• DATA FOR PROCESSING
::::

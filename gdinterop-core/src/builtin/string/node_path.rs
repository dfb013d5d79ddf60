/*
 * Copyright (c) godot-rust; Bromeon and contributors.
 * This Source Code Form is subject to the terms of the Mozilla Public
 * License, v. 2.0. If a copy of the MPL was not distributed with this
 * file, You can obtain one at https://mozilla.org/MPL/2.0/.
 */

use std::fmt;

use crate::builtin::GString;
use crate::builtin::macros::impl_tracked_builtin;
use crate::lifetime::Tracked;
use crate::sys::NativeNodePath;

/// Engine `NodePath`: pre-parsed path to a node or property, like `"../Player:position"`.
pub struct NodePath {
    inner: Tracked<NativeNodePath>,
}

impl NodePath {
    fn from_tracked(inner: Tracked<NativeNodePath>) -> Self {
        Self { inner }
    }

    pub(crate) fn with_native<R>(&self, f: impl FnOnce(&NativeNodePath) -> R) -> R {
        self.inner.with(f)
    }
}

impl_tracked_builtin!(NodePath, NativeNodePath);

impl From<&str> for NodePath {
    fn from(path: &str) -> Self {
        Self::from_native(NativeNodePath::from_str(path))
    }
}

impl From<&GString> for NodePath {
    fn from(path: &GString) -> Self {
        Self::from_native(NativeNodePath::from_string(path.native()))
    }
}

impl PartialEq for NodePath {
    fn eq(&self, other: &Self) -> bool {
        self.to_string() == other.to_string()
    }
}

impl fmt::Display for NodePath {
    fn fmt(&self, f: &mut fmt::Formatter<'_>) -> fmt::Result {
        let s = self.inner.with(|native| native.to_rust_string());
        f.write_str(&s)
    }
}

impl fmt::Debug for NodePath {
    fn fmt(&self, f: &mut fmt::Formatter<'_>) -> fmt::Result {
        write!(f, "^\"{self}\"")
    }
}
/*
 * Copyright (c) godot-rust; Bromeon and contributors.
 * This Source Code Form is subject to the terms of the Mozilla Public
 * License, v. 2.0. If a copy of the MPL was not distributed with this
 * file, You can obtain one at https://mozilla.org/MPL/2.0/.
 */

//! Raw engine `Variant`: an `i32` type tag at offset 0, followed by the payload at offset 8.
//!
//! Small value types live in the payload directly ("inline"); everything else is a pointer or refcounted handle owned by the
//! variant. Inline variants can be copied bitwise and need no destructor, which the fast paths below exploit.

use std::mem::size_of;

use crate as sys;
use crate::bind_cache::{type_from_variant_fn, variant_from_type_fn};
use crate::native::{NativeString, NativeStringName, NativeValue};
use crate::{VariantOperator, VariantType, interface_fn};

/// Byte offset of the payload inside a variant.
pub const VARIANT_PAYLOAD_OFFSET: usize = 8;

#[repr(transparent)]
pub struct NativeVariant {
    opaque: sys::types::OpaqueVariant,
}

// SAFETY: `NativeVariant` is `#[repr(transparent)]` over `OpaqueVariant`. Lifecycle methods are overridden, since variants are not
// constructed through builtin constructor tables.
unsafe impl NativeValue for NativeVariant {
    type Storage = sys::types::OpaqueVariant;

    // A variant has no tag of its own; `Nil` is what an empty one holds.
    const VARIANT_TYPE: VariantType = VariantType::Nil;

    unsafe fn from_storage(storage: Self::Storage) -> Self {
        Self { opaque: storage }
    }

    fn into_storage(self) -> Self::Storage {
        self.opaque
    }

    fn new_default() -> Self {
        Self::nil()
    }

    fn clone_native(&self) -> Self {
        if is_inline_type(self.get_type()) {
            return Self { opaque: self.opaque };
        }

        let new_copy = interface_fn!(variant_new_copy);

        // SAFETY: `self` is live; `new_copy` fully initializes the destination.
        unsafe {
            Self::new_with_init(|dst| {
                new_copy(dst as sys::GDExtensionUninitializedVariantPtr, self.variant_sys_const())
            })
        }
    }

    unsafe fn destroy(&mut self) {
        if is_inline_type(self.get_type()) {
            return;
        }

        let variant_destroy = interface_fn!(variant_destroy);

        // SAFETY: forwarded to caller.
        unsafe { variant_destroy(self.variant_sys_mut()) };
        self.opaque = sys::types::OpaqueVariant::zeroed();
    }

    unsafe fn copy_from_sys(ptr: sys::GDExtensionConstTypePtr) -> Self {
        // SAFETY: forwarded to caller.
        let source = unsafe { &*(ptr as *const Self) };
        source.clone_native()
    }
}

crate::static_assert_eq_size_align!(NativeVariant, sys::types::OpaqueVariant);

impl NativeVariant {
    /// The `Nil` variant. Its bit pattern is all zeros, so no engine call is needed.
    pub const fn nil() -> Self {
        Self {
            opaque: sys::types::OpaqueVariant::zeroed(),
        }
    }

    /// Tag read directly from the first 4 bytes.
    pub fn get_type(&self) -> VariantType {
        let tag = self.raw_tag();
        match VariantType::try_from_ord(tag) {
            Some(ty) => ty,
            None => {
                // Tag outside this build's enum (e.g. newer engine); ask the engine.
                let get_type = interface_fn!(variant_get_type);

                // SAFETY: `self` is a live variant.
                let ord = unsafe { get_type(self.variant_sys_const()) };
                VariantType::try_from_ord(ord).unwrap_or(VariantType::Nil)
            }
        }
    }

    /// Raw tag ordinal, without validation.
    pub fn raw_tag(&self) -> i32 {
        let bytes = self.opaque.as_bytes();
        i32::from_ne_bytes([bytes[0], bytes[1], bytes[2], bytes[3]])
    }

    pub fn is_nil(&self) -> bool {
        self.raw_tag() == VariantType::Nil as i32
    }

    /// Builds an inline variant without going through the engine.
    ///
    /// # Safety
    /// `variant_type` must be an inline type (see [`is_inline_type`]) whose engine payload layout is exactly `T`.
    pub unsafe fn from_inline<T: Copy>(variant_type: VariantType, payload: T) -> Self {
        debug_assert!(is_inline_type(variant_type), "{variant_type:?} is not inline");
        debug_assert!(VARIANT_PAYLOAD_OFFSET + size_of::<T>() <= size_of::<Self>());

        let mut variant = Self::nil();
        let base = &mut variant as *mut Self as *mut u8;

        // SAFETY: both writes stay within the variant's storage (asserted above); unaligned writes cover any `T`.
        unsafe {
            std::ptr::write_unaligned(base as *mut i32, variant_type.sys());
            std::ptr::write_unaligned(base.add(VARIANT_PAYLOAD_OFFSET) as *mut T, payload);
        }
        variant
    }

    /// Reads the payload of an inline variant.
    ///
    /// # Safety
    /// The variant must hold an inline type whose engine payload layout is exactly `T`.
    pub unsafe fn read_inline<T: Copy>(&self) -> T {
        debug_assert!(VARIANT_PAYLOAD_OFFSET + size_of::<T>() <= size_of::<Self>());
        let base = self as *const Self as *const u8;

        // SAFETY: see function contract.
        unsafe { std::ptr::read_unaligned(base.add(VARIANT_PAYLOAD_OFFSET) as *const T) }
    }

    /// Converts a typed native value into a new variant, via the engine's per-type converter.
    pub fn from_type<N: NativeValue>(value: &N) -> Self {
        let convert = variant_from_type_fn(N::VARIANT_TYPE);

        // SAFETY: `value` is live and of the converter's type; converter initializes the destination.
        unsafe {
            Self::new_with_init(|dst| {
                convert(dst as sys::GDExtensionUninitializedVariantPtr, value.sys())
            })
        }
    }

    /// Extracts a typed native value, or `None` if the tag does not match.
    pub fn to_type<N: NativeValue>(&self) -> Option<N> {
        if self.get_type() != N::VARIANT_TYPE {
            return None;
        }

        let convert = type_from_variant_fn(N::VARIANT_TYPE);

        // SAFETY: tag matches; converter initializes the destination with an independent value.
        let value = unsafe { N::new_with_init(|dst| convert(dst, self.variant_sys())) };
        Some(value)
    }

    /// Engine's `str()` of the value.
    pub fn stringify(&self) -> String {
        let stringify = interface_fn!(variant_stringify);

        // SAFETY: `variant_stringify` constructs a String into the uninitialized destination.
        let mut out = unsafe {
            NativeString::new_with_init(|dst| {
                stringify(self.variant_sys_const(), dst as sys::GDExtensionStringPtr)
            })
        };
        let result = out.to_rust_string();

        // SAFETY: local string, not used afterwards.
        unsafe { out.destroy() };
        result
    }

    pub fn hash(&self) -> i64 {
        let hash = interface_fn!(variant_hash);

        // SAFETY: `self` is live.
        unsafe { hash(self.variant_sys_const()) }
    }

    /// Evaluates `self <op> rhs`; `None` if the engine does not support the operator for these types.
    pub fn evaluate(&self, op: VariantOperator, rhs: &NativeVariant) -> Option<NativeVariant> {
        let evaluate = interface_fn!(variant_evaluate);
        let mut valid = sys::SYS_FALSE;

        // SAFETY: operands are live; the engine initializes the result in all cases.
        let mut result = unsafe {
            Self::new_with_init(|dst| {
                evaluate(
                    op.sys(),
                    self.variant_sys_const(),
                    rhs.variant_sys_const(),
                    dst as sys::GDExtensionUninitializedVariantPtr,
                    &mut valid,
                )
            })
        };

        if sys::conv::bool_from_sys(valid) {
            Some(result)
        } else {
            // SAFETY: result was initialized by the engine and is discarded here.
            unsafe { result.destroy() };
            None
        }
    }

    /// Dynamic call of `method` on the contained value.
    ///
    /// The returned variant is owned by the caller, also on error (it is then `Nil`).
    pub fn call(
        &mut self,
        method: &NativeStringName,
        args: &[&NativeVariant],
    ) -> Result<NativeVariant, sys::GDExtensionCallError> {
        let call = interface_fn!(variant_call);
        let arg_ptrs: Vec<sys::GDExtensionConstVariantPtr> =
            args.iter().map(|a| a.variant_sys_const()).collect();
        let mut err = sys::default_call_error();

        let self_ptr = self.variant_sys_mut();

        // SAFETY: all pointers are live for the call; the engine initializes the return slot.
        let ret = unsafe {
            Self::new_with_init(|dst| {
                call(
                    self_ptr,
                    method.string_name_sys(),
                    arg_ptrs.as_ptr(),
                    sys::conv::usize_to_int(arg_ptrs.len()),
                    dst as sys::GDExtensionUninitializedVariantPtr,
                    &mut err,
                )
            })
        };

        if err.error == sys::GDEXTENSION_CALL_OK {
            Ok(ret)
        } else {
            Err(err)
        }
    }

    pub fn variant_sys(&self) -> sys::GDExtensionVariantPtr {
        sys::force_mut_ptr(self.variant_sys_const())
    }

    pub fn variant_sys_mut(&mut self) -> sys::GDExtensionVariantPtr {
        self as *mut Self as sys::GDExtensionVariantPtr
    }

    pub fn variant_sys_const(&self) -> sys::GDExtensionConstVariantPtr {
        self as *const Self as sys::GDExtensionConstVariantPtr
    }
}

/// Whether values of `variant_type` are stored entirely inside the variant, with no engine-side allocation.
///
/// Such variants are bitwise copyable and have no destructor.
pub const fn is_inline_type(variant_type: VariantType) -> bool {
    use VariantType as T;

    matches!(
        variant_type,
        T::Nil
            | T::Bool
            | T::Int
            | T::Float
            | T::Vector2
            | T::Vector2i
            | T::Rect2
            | T::Rect2i
            | T::Vector3
            | T::Vector3i
            | T::Vector4
            | T::Vector4i
            | T::Plane
            | T::Quaternion
            | T::Color
            | T::Rid
    )
}

// ----------------------------------------------------------------------------------------------------------------------------------------------
// Tests

#[cfg(test)]
mod tests {
    use super::*;

    #[test]
    fn nil_is_zero() {
        let nil = NativeVariant::nil();
        assert!(nil.is_nil());
        assert_eq!(nil.raw_tag(), 0);
        assert!(nil.opaque.as_bytes().iter().all(|b| *b == 0));
    }

    #[test]
    fn inline_round_trip_without_engine() {
        let v = unsafe { NativeVariant::from_inline(VariantType::Int, -7i64) };
        assert_eq!(v.raw_tag(), VariantType::Int as i32);
        assert_eq!(v.get_type(), VariantType::Int);
        assert_eq!(unsafe { v.read_inline::<i64>() }, -7);

        // Inline clone and destroy must not touch the engine (which is not loaded in unit tests).
        let mut copy = v.clone_native();
        assert_eq!(unsafe { copy.read_inline::<i64>() }, -7);
        unsafe { copy.destroy() };
    }

    #[test]
    fn inline_classification() {
        assert!(is_inline_type(VariantType::Color));
        assert!(is_inline_type(VariantType::Rid));
        assert!(!is_inline_type(VariantType::String));
        assert!(!is_inline_type(VariantType::Transform2D));
        assert!(!is_inline_type(VariantType::Object));
        assert!(!is_inline_type(VariantType::PackedByteArray));
    }
}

::::

• REQUIRED ACTION
Read through the lines above and collect those that contain the string "GDExtensionConstVariantPtr".

• PROBLEM SOLUTION
        let arg_ptrs: Vec<sys::GDExtensionConstVariantPtr> =
    pub fn variant_sys_const(&self) -> sys::GDExtensionConstVariantPtr {
        self as *const Self as sys::GDExtensionConstVariantPtr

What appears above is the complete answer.